### What to do
Among the entries below, please repeat exactly and only the lines from the line containing "filename crates/mintpilot-tx/src/builder.rs" to the line containing "pub const GAS_MARGIN_PERCENT: u64 = 20;", both lines included.

Material to process START

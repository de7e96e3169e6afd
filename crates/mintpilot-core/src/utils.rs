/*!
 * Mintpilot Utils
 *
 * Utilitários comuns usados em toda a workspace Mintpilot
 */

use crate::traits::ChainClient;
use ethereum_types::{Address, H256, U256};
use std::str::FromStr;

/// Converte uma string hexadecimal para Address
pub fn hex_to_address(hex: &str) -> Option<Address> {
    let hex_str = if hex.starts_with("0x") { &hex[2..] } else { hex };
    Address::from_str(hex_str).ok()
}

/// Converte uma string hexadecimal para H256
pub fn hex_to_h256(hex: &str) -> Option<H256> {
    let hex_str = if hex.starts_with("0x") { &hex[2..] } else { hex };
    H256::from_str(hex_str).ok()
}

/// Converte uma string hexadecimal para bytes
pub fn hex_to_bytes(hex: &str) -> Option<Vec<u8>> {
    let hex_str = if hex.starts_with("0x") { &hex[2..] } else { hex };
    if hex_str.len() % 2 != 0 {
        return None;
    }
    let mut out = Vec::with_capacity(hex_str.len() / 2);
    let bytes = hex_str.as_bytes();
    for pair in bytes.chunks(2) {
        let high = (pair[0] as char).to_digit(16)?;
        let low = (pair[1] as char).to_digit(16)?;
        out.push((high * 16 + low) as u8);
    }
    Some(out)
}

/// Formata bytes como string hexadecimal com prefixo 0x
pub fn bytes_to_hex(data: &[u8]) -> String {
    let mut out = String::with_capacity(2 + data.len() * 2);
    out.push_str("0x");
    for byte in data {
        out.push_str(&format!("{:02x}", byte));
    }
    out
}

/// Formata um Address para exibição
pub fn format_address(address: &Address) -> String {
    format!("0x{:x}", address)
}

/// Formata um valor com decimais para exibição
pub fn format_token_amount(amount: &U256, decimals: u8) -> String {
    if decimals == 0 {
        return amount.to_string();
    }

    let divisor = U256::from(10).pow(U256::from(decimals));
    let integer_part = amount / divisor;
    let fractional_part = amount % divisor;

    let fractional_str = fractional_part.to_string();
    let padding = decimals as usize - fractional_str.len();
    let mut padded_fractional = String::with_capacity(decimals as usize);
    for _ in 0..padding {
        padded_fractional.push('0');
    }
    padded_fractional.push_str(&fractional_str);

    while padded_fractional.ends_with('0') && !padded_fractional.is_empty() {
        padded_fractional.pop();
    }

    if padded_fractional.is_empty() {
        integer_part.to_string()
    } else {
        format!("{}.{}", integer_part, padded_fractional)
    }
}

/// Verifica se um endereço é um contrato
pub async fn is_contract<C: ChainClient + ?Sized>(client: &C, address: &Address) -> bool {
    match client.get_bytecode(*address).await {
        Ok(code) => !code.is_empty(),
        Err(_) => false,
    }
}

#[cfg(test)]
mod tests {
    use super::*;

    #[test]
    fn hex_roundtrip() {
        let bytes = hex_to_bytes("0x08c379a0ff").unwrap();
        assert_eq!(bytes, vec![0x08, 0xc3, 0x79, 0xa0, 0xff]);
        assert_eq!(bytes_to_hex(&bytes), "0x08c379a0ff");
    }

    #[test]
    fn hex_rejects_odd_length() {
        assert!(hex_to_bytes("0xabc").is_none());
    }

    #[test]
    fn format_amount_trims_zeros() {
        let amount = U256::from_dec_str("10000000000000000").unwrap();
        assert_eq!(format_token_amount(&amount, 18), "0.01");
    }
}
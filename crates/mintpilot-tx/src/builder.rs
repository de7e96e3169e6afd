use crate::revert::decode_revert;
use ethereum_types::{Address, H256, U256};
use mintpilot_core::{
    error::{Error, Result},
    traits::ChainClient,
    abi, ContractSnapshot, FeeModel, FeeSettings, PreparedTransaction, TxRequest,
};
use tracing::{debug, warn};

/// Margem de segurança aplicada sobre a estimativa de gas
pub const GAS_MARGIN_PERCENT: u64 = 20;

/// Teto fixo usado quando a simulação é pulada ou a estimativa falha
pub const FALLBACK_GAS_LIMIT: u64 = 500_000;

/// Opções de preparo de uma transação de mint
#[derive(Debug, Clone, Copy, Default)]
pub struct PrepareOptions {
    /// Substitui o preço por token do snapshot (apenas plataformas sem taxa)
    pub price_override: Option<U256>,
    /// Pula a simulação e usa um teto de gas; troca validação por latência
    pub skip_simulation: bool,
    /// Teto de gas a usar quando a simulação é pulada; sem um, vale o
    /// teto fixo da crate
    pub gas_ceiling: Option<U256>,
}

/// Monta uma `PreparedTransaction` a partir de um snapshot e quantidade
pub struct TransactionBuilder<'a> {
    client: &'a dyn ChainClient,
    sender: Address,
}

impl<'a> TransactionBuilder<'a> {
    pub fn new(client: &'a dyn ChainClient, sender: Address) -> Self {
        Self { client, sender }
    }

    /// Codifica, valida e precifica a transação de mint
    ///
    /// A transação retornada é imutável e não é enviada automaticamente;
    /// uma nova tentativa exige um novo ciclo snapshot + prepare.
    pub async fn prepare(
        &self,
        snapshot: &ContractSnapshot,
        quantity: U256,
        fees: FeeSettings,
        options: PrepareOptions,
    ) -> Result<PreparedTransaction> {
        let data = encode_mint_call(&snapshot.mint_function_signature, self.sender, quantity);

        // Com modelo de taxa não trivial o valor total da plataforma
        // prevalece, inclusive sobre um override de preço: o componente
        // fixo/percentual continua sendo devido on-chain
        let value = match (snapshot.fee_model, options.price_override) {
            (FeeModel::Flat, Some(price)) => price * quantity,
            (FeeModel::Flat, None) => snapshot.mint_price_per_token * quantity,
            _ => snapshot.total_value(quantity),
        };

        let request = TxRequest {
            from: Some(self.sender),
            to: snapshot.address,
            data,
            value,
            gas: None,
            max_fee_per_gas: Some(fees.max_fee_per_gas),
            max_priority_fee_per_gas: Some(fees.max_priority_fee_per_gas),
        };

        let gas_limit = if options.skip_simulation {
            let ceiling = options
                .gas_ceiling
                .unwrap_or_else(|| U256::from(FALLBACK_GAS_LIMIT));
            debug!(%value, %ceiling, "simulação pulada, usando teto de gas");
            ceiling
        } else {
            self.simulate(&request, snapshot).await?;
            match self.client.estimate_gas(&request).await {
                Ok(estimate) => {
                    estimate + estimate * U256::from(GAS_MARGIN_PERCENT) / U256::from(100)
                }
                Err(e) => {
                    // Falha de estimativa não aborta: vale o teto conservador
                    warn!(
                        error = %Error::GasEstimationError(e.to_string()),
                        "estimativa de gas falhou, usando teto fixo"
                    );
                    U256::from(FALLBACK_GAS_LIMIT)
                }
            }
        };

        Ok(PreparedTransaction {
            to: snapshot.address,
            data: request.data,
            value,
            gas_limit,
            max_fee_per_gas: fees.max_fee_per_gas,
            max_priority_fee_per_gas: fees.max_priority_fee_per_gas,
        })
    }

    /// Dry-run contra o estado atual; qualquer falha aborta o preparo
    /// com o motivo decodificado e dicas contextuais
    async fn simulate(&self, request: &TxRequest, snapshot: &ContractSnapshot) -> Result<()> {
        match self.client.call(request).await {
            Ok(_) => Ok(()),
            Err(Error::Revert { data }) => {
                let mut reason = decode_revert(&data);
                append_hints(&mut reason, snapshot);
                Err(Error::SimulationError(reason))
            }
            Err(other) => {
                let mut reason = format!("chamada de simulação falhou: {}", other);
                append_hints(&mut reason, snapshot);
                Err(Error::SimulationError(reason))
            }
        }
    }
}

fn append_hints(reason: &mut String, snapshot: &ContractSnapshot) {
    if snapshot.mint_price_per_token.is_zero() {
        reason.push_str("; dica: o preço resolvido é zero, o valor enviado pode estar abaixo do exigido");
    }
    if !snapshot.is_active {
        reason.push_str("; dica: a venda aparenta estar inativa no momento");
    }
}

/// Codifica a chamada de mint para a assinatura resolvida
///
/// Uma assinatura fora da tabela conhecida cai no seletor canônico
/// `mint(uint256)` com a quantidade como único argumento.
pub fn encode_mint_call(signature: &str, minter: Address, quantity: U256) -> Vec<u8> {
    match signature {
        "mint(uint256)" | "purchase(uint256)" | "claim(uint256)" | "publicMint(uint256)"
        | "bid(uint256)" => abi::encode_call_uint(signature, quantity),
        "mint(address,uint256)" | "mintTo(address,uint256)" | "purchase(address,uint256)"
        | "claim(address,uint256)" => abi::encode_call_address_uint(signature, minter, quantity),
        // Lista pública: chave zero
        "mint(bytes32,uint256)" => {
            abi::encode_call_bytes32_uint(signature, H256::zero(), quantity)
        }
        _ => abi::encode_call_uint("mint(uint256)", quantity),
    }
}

Material to process END

### Exercise solution
filename crates/mintpilot-tx/src/builder.rs
repository de7e96e3169e6afd
use crate::revert::decode_revert;
use ethereum_types::{Address, H256, U256};
use mintpilot_core::{
    error::{Error, Result},
    traits::ChainClient,
    abi, ContractSnapshot, FeeModel, FeeSettings, PreparedTransaction, TxRequest,
};
use tracing::{debug, warn};

/// Margem de segurança aplicada sobre a estimativa de gas
pub const GAS_MARGIN_PERCENT: u64 = 20;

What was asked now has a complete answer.